Luciano si lamenta: “Aho, io voglio lavora’ coi malati de mente, coi tossici, basta che non me fate più lavora’ con voi giornalisti”, dice mentre si è lì seduti in attesa di ragguagli pensionistici a un signore che si è presentato con un bustone pieno di certificati e scontrini di farmacia. “Questo è n’integratore, nun t’oo posso rimborsa’! Come t’oo devo di’”, a questo signore non Fl che forse ce marcia o ha portato comunque scontrini di Multicentrum o Supradyn. Il collega tutelato si informa poi se la Casagit rimborsa una certa operazione chirurgica in una certa clinica romana, e lì si entra nel più puro dott. Tersilli: Luciano spiega la pratica per il rimborso, e poi consiglia: “Si vai alla Pio XI te devi fa’ opera’ dal professor X, è er mejo”. La porta di Luciano rimane aperta a noi spettatori delle poltroncine, come se questo cinema sadico di tutelati rimborsati costituisse una bieca ricompensa. Si baratta il welfare con la privacy, ed è capitato di ascoltare colleghe anche assai note, con fatture cospicue di primarie psicanaliste romane, strillare, perché la Casagit più di seimila euro all’anno di strizza non li rimborsa (e per gli psicanalisti dei Parioli è un budget scarsissimo). Il Fl assiste alla gogna, tipo “Anche i ricchi piangono” ma non gode delle disgrazie degli articolo 1. Il Fl è un nobile cavaliere: è abituato alla competizione; ogni giorno un Fl si sveglia in pigiama e sa che arriverà un Fl più giovane e fresco, in un “Eva contro Eva” quotidiano, che correrà più veloce.
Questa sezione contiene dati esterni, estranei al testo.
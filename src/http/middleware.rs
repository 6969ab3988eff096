//! HTTP middleware

use axum::{body::Body, http::Request, middleware::Next, response::Response};
use std::time::Instant;
use tracing::{info, warn};

/// Request logging middleware
pub async fn request_logger(request: Request<Body>, next: Next) -> Response {
    let method = request.method().clone();
    let uri = request.uri().clone();
    let start = Instant::now();

    let response = next.run(request).await;

    let duration = start.elapsed();
    let status = response.status();

    if status.is_success() || status.is_redirection() {
        info!("{} {} {} in {:?}", method, uri, status, duration);
    } else {
        warn!("{} {} {} in {:?}", method, uri, status, duration);
    }

    response
}
//! HTTP request handlers

use axum::{
    body::{Body, Bytes},
    extract::{Path, Query, Request, State},
    http::{header, HeaderValue, StatusCode},
    response::{Html, IntoResponse, Response},
    Json,
};
use regex::Regex;
use serde::Deserialize;
use std::sync::{Arc, OnceLock};
use tower::ServiceExt;
use tower_http::services::ServeFile;
use url::form_urlencoded;

use super::page::{render_index, PageView};
use crate::error::AppError;
use crate::media::{
    fetch_audio, list_videos, normalize_url, publish_archive, zip_folder, VideoDescriptor,
};
use crate::state::AppState;

pub const MSG_NO_VIDEOS: &str = "No videos found or URL unavailable.";
pub const MSG_NO_SELECTION: &str = "No videos selected for download.";
pub const MSG_READY: &str = "File ready! Click the button below to download.";

/// HTTP error type
#[derive(Debug)]
pub enum HttpError {
    NotFound(String),
    BadRequest(String),
    InternalError(String),
}

impl IntoResponse for HttpError {
    fn into_response(self) -> Response {
        let (status, message) = match self {
            HttpError::NotFound(m) => (StatusCode::NOT_FOUND, m),
            HttpError::BadRequest(m) => (StatusCode::BAD_REQUEST, m),
            HttpError::InternalError(m) => (StatusCode::INTERNAL_SERVER_ERROR, m),
        };

        (status, message).into_response()
    }
}

impl From<AppError> for HttpError {
    fn from(err: AppError) -> Self {
        tracing::error!("Request failed: {}", err);
        HttpError::InternalError(err.to_string())
    }
}

/// What a POST to `/` asks for
#[derive(Debug, Clone, PartialEq, Eq)]
pub enum IndexForm {
    /// List the videos behind a URL
    List(String),
    /// Download the selected URLs; may be empty
    Download(Vec<String>),
    /// Neither field was submitted
    Empty,
}

impl IndexForm {
    /// Parse an urlencoded body. `playlist_url` takes precedence; the
    /// download branch is chosen by any `download_urls[]` value or the
    /// download form's submit field. Blank selections are dropped.
    pub fn parse(body: &[u8]) -> Self {
        let mut playlist_url = None;
        let mut download_requested = false;
        let mut urls = Vec::new();

        for (key, value) in form_urlencoded::parse(body) {
            match key.as_ref() {
                "playlist_url" if playlist_url.is_none() => playlist_url = Some(value.into_owned()),
                "download_urls[]" => {
                    download_requested = true;
                    let value = value.trim();
                    if !value.is_empty() {
                        urls.push(value.to_string());
                    }
                }
                "download" => download_requested = true,
                _ => {}
            }
        }

        match playlist_url {
            Some(url) => IndexForm::List(url.trim().to_string()),
            None if download_requested => IndexForm::Download(urls),
            None => IndexForm::Empty,
        }
    }
}

/// Health check endpoint
pub async fn health_check() -> (StatusCode, &'static str) {
    (StatusCode::OK, "OK")
}

/// Version information endpoint
pub async fn version_check(State(state): State<Arc<AppState>>) -> Json<serde_json::Value> {
    Json(serde_json::json!({
        "status": "online",
        "version": env!("CARGO_PKG_VERSION"),
        "engine": state.extractor.name(),
    }))
}

/// GET /
pub async fn index_page() -> Html<String> {
    Html(render_index(&PageView::default()))
}

/// POST /
pub async fn index_submit(
    State(state): State<Arc<AppState>>,
    body: Bytes,
) -> Result<Html<String>, HttpError> {
    let view = match IndexForm::parse(&body) {
        IndexForm::List(url) => list_page(&state, url).await,
        IndexForm::Download(urls) if urls.is_empty() => PageView::message(MSG_NO_SELECTION),
        IndexForm::Download(urls) => {
            let name = run_download_job(&state, urls).await?;
            PageView {
                message: MSG_READY.to_string(),
                download_link: Some(name),
                ..Default::default()
            }
        }
        IndexForm::Empty => PageView::default(),
    };

    Ok(Html(render_index(&view)))
}

async fn list_page(state: &AppState, url: String) -> PageView {
    let videos = if url.is_empty() {
        Vec::new()
    } else {
        list_normalized(state, &url).await
    };

    let message = if videos.is_empty() {
        MSG_NO_VIDEOS.to_string()
    } else {
        String::new()
    };

    PageView {
        playlist_url: url,
        videos,
        message,
        download_link: None,
    }
}

async fn list_normalized(state: &AppState, url: &str) -> Vec<VideoDescriptor> {
    let url = normalize_url(url);
    list_videos(state.extractor.as_ref(), &url).await
}

/// Fetch, archive and publish one selection. Returns the archive's public name.
async fn run_download_job(state: &AppState, urls: Vec<String>) -> Result<String, HttpError> {
    let downloads = state.config.downloads.clone();
    let workspace = fetch_audio(
        state.extractor.as_ref(),
        &urls,
        &downloads.work_dir,
        &state.config.extractor,
    )
    .await?;

    // Zipping and publishing touch the filesystem only
    let name = tokio::task::spawn_blocking(move || -> crate::error::Result<String> {
        let archive = zip_folder(workspace.path())?;
        if let Err(e) = workspace.remove() {
            tracing::warn!("Failed to remove workspace: {}", e);
        }

        publish_archive(&archive, &downloads.download_dir).inspect_err(|_| {
            let _ = std::fs::remove_file(&archive);
        })
    })
    .await
    .map_err(|e| HttpError::InternalError(e.to_string()))??;

    Ok(name)
}

#[derive(Debug, Deserialize)]
pub struct VideosQuery {
    pub url: Option<String>,
}

/// GET /api/videos?url=...
pub async fn api_videos(
    State(state): State<Arc<AppState>>,
    Query(query): Query<VideosQuery>,
) -> Result<Json<Vec<VideoDescriptor>>, HttpError> {
    let url = query
        .url
        .map(|u| u.trim().to_string())
        .filter(|u| !u.is_empty())
        .ok_or_else(|| HttpError::BadRequest("missing url parameter".to_string()))?;

    Ok(Json(list_normalized(&state, &url).await))
}

fn plain_file_name(name: &str) -> bool {
    static PATTERN: OnceLock<Regex> = OnceLock::new();
    PATTERN
        .get_or_init(|| Regex::new(r"^[A-Za-z0-9_-][A-Za-z0-9._-]*$").expect("valid regex"))
        .is_match(name)
}

/// GET /downloads/{filename}
///
/// Streams an archive from the download directory as an attachment.
pub async fn download_file(
    State(state): State<Arc<AppState>>,
    Path(filename): Path<String>,
    request: Request,
) -> Result<Response, HttpError> {
    let downloads = &state.config.downloads;
    let not_found = || HttpError::NotFound(format!("File not found: {}", filename));

    if downloads.strict_filenames && !plain_file_name(&filename) {
        tracing::warn!("Rejected download name {:?}", filename);
        return Err(not_found());
    }

    let path = downloads.download_dir.join(&filename);
    let is_file = tokio::fs::metadata(&path)
        .await
        .map(|m| m.is_file())
        .unwrap_or(false);
    if !is_file {
        return Err(not_found());
    }

    let response = match ServeFile::new(&path).oneshot(request).await {
        Ok(response) => response,
        Err(never) => match never {},
    };
    let mut response = response.map(Body::new);

    let disposition = HeaderValue::from_str(&format!("attachment; filename=\"{}\"", filename))
        .unwrap_or_else(|_| HeaderValue::from_static("attachment"));
    response
        .headers_mut()
        .insert(header::CONTENT_DISPOSITION, disposition);

    Ok(response)
}
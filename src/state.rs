//! Application state management
//!
//! The state is read-only after startup: configuration plus the extraction
//! engine handle. The only thing shared between requests at runtime is the
//! download directory on disk.

use std::sync::Arc;

use crate::config::ServerConfig;
use crate::extractor::{MediaExtractor, YtDlp};

/// Application state shared across all handlers
pub struct AppState {
    /// Server configuration
    pub config: ServerConfig,

    /// Extraction engine
    pub extractor: Arc<dyn MediaExtractor>,
}

impl AppState {
    /// Create a new AppState backed by yt-dlp
    pub fn new(config: ServerConfig) -> Self {
        let extractor = Arc::new(YtDlp::new(config.extractor.clone()));
        Self::with_extractor(config, extractor)
    }

    /// Create an AppState with a specific engine
    pub fn with_extractor(config: ServerConfig, extractor: Arc<dyn MediaExtractor>) -> Self {
        Self { config, extractor }
    }

    /// Make sure the public download directory exists
    pub fn ensure_download_dir(&self) -> std::io::Result<()> {
        std::fs::create_dir_all(&self.config.downloads.download_dir)
    }
}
Il Fl anziano non lo combatte, anzi lo agevola, gli dà mail e contatti (poi non sarà ringraziato, verrà a sapere anzi che il Fl giovane andrà in giro a dire “un po’ sottotono il Fl anziano, ultimamente, un po’ stanco”). Ma non fa niente: il Fl introiettato crede nel libero mercato. Vogliamo solo fatturare ed essere amati. E, a questo punto, almeno una Leopolda dei Fl.